SB2026071348 - Multiple vulnerabilities in Jetty

Published: July 13, 2026

Security Bulletin ID SB2026071348
CSH Severity
High
Patch available
YES
Number of vulnerabilities 2
Exploitation vector Remote access
Highest impact Data manipulation

Breakdown by Severity

High 50% Medium 50%
  • Low
  • Medium
  • High
  • Critical

Description

This security bulletin contains information about 2 vulnerabilities.


1) Improper Handling of Alternate Encoding (CVE-ID: CVE-2026-10050)

CWE-ID: CWE-173 - Improper Handling of Alternate Encoding

CVSSv4: CVSS:4.0/AV:N/AC:L/AT:N/PR:N/UI:N/VC:L/VI:H/VA:N/SC:N/SI:N/SA:N/E:U/U:Amber


The vulnerability allows a remote attacker to bypass authentication.

The vulnerability exists due to improper handling of alternate encoding in DigestAuthentication.apply() when computing Digest authentication response hashes using ISO-8859-1 encoding. A remote attacker can use a password variant in which non-Latin-1 characters are replaced with '?' characters to bypass authentication.

Successful exploitation requires knowledge of the target username and a password containing characters outside the U+00FF range.

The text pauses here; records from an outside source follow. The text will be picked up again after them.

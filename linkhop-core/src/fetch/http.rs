//! reqwest-backed `PageFetcher`

use std::collections::HashMap;
use std::time::Duration;

use async_trait::async_trait;
use reqwest::{header::{HeaderMap, REFERER}, redirect::Policy, Client};
use tracing::debug;
use url::Url;

use super::{FetchRequest, FetchedPage, PageFetcher};
use crate::config::ResolveConfig;
use crate::error::FetchError;

/// HTTP fetcher holding two connection pools: one that follows redirects and
/// one that returns 3xx responses untouched for redirect probes.
#[derive(Clone)]
pub struct HttpFetcher {
    following: Client,
    probing: Client,
    max_body_bytes: usize,
}

impl HttpFetcher {
    pub fn new(config: &ResolveConfig) -> Result<Self, FetchError> {
        Ok(Self {
            following: build_client(config, Policy::limited(10))?,
            probing: build_client(config, Policy::none())?,
            max_body_bytes: config.max_body_bytes,
        })
    }
}

fn build_client(config: &ResolveConfig, policy: Policy) -> Result<Client, FetchError> {
    Client::builder()
        .user_agent(config.user_agent.as_str())
        .connect_timeout(Duration::from_secs(10).min(config.timeout()))
        .timeout(config.timeout())
        .pool_max_idle_per_host(10)
        .redirect(policy)
        .build()
        .map_err(|e| FetchError::Network {
            url: String::new(),
            message: format!("failed to build HTTP client: {e}"),
        })
}

fn map_send_error(request: &FetchRequest, err: &reqwest::Error) -> FetchError {
    if err.is_timeout() {
        FetchError::Timeout {
            url: request.url.clone(),
            timeout_ms: u64::try_from(request.timeout.as_millis()).unwrap_or(u64::MAX),
        }
    } else {
        FetchError::Network {
            url: request.url.clone(),
            message: err.to_string(),
        }
    }
}

/// Lower-cased header names; the first value wins for repeated headers.
fn collect_headers(headers: &HeaderMap) -> HashMap<String, String> {
    let mut collected = HashMap::new();
    for (name, value) in headers {
        if let Ok(value) = value.to_str() {
            collected
                .entry(name.as_str().to_ascii_lowercase())
                .or_insert_with(|| value.to_string());
        }
    }
    collected
}

#[async_trait]
impl PageFetcher for HttpFetcher {
    async fn fetch(&self, request: &FetchRequest) -> Result<FetchedPage, FetchError> {
        let url =
            Url::parse(&request.url).map_err(|_| FetchError::InvalidUrl(request.url.clone()))?;

        let client = if request.follow_redirects {
            &self.following
        } else {
            &self.probing
        };

        let mut builder = client.get(url).timeout(request.timeout);
        if let Some(referer) = request.referer.as_deref() {
            builder = builder.header(REFERER, referer);
        }

        let response = builder
            .send()
            .await
            .map_err(|e| map_send_error(request, &e))?;

        let status = response.status();
        let is_probe_answer = !request.follow_redirects && status.is_redirection();
        if !status.is_success() && !is_probe_answer {
            return Err(FetchError::Http {
                status: status.as_u16(),
                url: request.url.clone(),
            });
        }

        if let Some(length) = response.content_length() {
            if length > self.max_body_bytes as u64 {
                return Err(FetchError::ResponseTooLarge {
                    size: length,
                    limit: self.max_body_bytes,
                });
            }
        }

        let final_url = response.url().to_string();
        let headers = collect_headers(response.headers());
        let bytes = response
            .bytes()
            .await
            .map_err(|e| map_send_error(request, &e))?;
        if bytes.len() > self.max_body_bytes {
            return Err(FetchError::ResponseTooLarge {
                size: bytes.len() as u64,
                limit: self.max_body_bytes,
            });
        }

        debug!(
            url = %request.url,
            final_url = %final_url,
            status = status.as_u16(),
            bytes = bytes.len(),
            "fetched page"
        );

        Ok(FetchedPage {
            body: String::from_utf8_lossy(&bytes).into_owned(),
            headers,
            final_url,
            status: status.as_u16(),
        })
    }
}

#[cfg(test)]
mod tests {
    use super::*;
    use wiremock::matchers::{header, method, path};
    use wiremock::{Mock, MockServer, ResponseTemplate};

    fn fetcher() -> HttpFetcher {
        HttpFetcher::new(&ResolveConfig::default()).unwrap()
    }

    #[tokio::test]
    async fn test_fetch_body_and_referer() {
        let server = MockServer::start().await;
        Mock::given(method("GET"))
            .and(path("/page"))
            .and(header("referer", "https://from.test/"))
            .respond_with(ResponseTemplate::new(200).set_body_string("<html>ok</html>"))
            .mount(&server)
            .await;

        let url = format!("{}/page", server.uri());
        let req = FetchRequest::get(&url).with_referer(Some("https://from.test/"));
        let page = fetcher().fetch(&req).await.unwrap();

        assert_eq!(page.status, 200);
        assert_eq!(page.body, "<html>ok</html>");
        assert_eq!(page.final_url, url);
    }

    #[tokio::test]
    async fn test_probe_returns_location_without_following() {
        let server = MockServer::start().await;
        Mock::given(method("GET"))
            .and(path("/relay"))
            .respond_with(
                ResponseTemplate::new(302).insert_header("Location", "https://cdn.test/file.mkv"),
            )
            .mount(&server)
            .await;

        let req = FetchRequest::get(format!("{}/relay", server.uri())).with_redirects(false);
        let page = fetcher().fetch(&req).await.unwrap();

        assert_eq!(page.status, 302);
        assert_eq!(page.header("location"), Some("https://cdn.test/file.mkv"));
    }

    #[tokio::test]
    async fn test_redirects_followed_by_default() {
        let server = MockServer::start().await;
        Mock::given(method("GET"))
            .and(path("/old"))
            .respond_with(ResponseTemplate::new(301).insert_header("Location", "/new"))
            .mount(&server)
            .await;
        Mock::given(method("GET"))
            .and(path("/new"))
            .respond_with(ResponseTemplate::new(200).set_body_string("moved"))
            .mount(&server)
            .await;

        let req = FetchRequest::get(format!("{}/old", server.uri()));
        let page = fetcher().fetch(&req).await.unwrap();

        assert_eq!(page.body, "moved");
        assert_eq!(page.final_url, format!("{}/new", server.uri()));
    }

    #[tokio::test]
    async fn test_non_success_is_http_error() {
        let server = MockServer::start().await;
        Mock::given(method("GET"))
            .and(path("/gone"))
            .respond_with(ResponseTemplate::new(404))
            .mount(&server)
            .await;

        let url = format!("{}/gone", server.uri());
        let err = fetcher().fetch(&FetchRequest::get(&url)).await.unwrap_err();
        assert_eq!(err, FetchError::Http { status: 404, url });
    }

    #[tokio::test]
    async fn test_slow_response_times_out() {
        let server = MockServer::start().await;
        Mock::given(method("GET"))
            .and(path("/slow"))
            .respond_with(ResponseTemplate::new(200).set_delay(Duration::from_secs(5)))
            .mount(&server)
            .await;

        let req = FetchRequest::get(format!("{}/slow", server.uri()))
            .with_timeout(Duration::from_millis(200));
        let err = fetcher().fetch(&req).await.unwrap_err();
        assert!(matches!(err, FetchError::Timeout { timeout_ms: 200, .. }));
    }

    #[tokio::test]
    async fn test_invalid_url() {
        let err = fetcher()
            .fetch(&FetchRequest::get("not a url"))
            .await
            .unwrap_err();
        assert_eq!(err, FetchError::InvalidUrl("not a url".to_string()));
    }
}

2) Information disclosure (CVE-ID: CVE-2026-10051)

CWE-ID: CWE-200 - Exposure of sensitive information to an unauthorized actor

CVSSv4: CVSS:4.0/AV:N/AC:L/AT:N/PR:N/UI:N/VC:L/VI:N/VA:N/SC:N/SI:N/SA:N/E:U/U:Green


The vulnerability allows a remote attacker to disclose sensitive information.

The vulnerability exists due to improper state management in HttpConnection._trailers when processing consecutive HTTP/1.1 keep-alive requests with trailers. A remote attacker can send a request with crafted trailers followed by another request on the same connection to disclose sensitive information.

The issue is limited to reuse of stale trailer data across requests on the same keep-alive connection and is not cross-connection.


Remediation

Install update from vendor's website.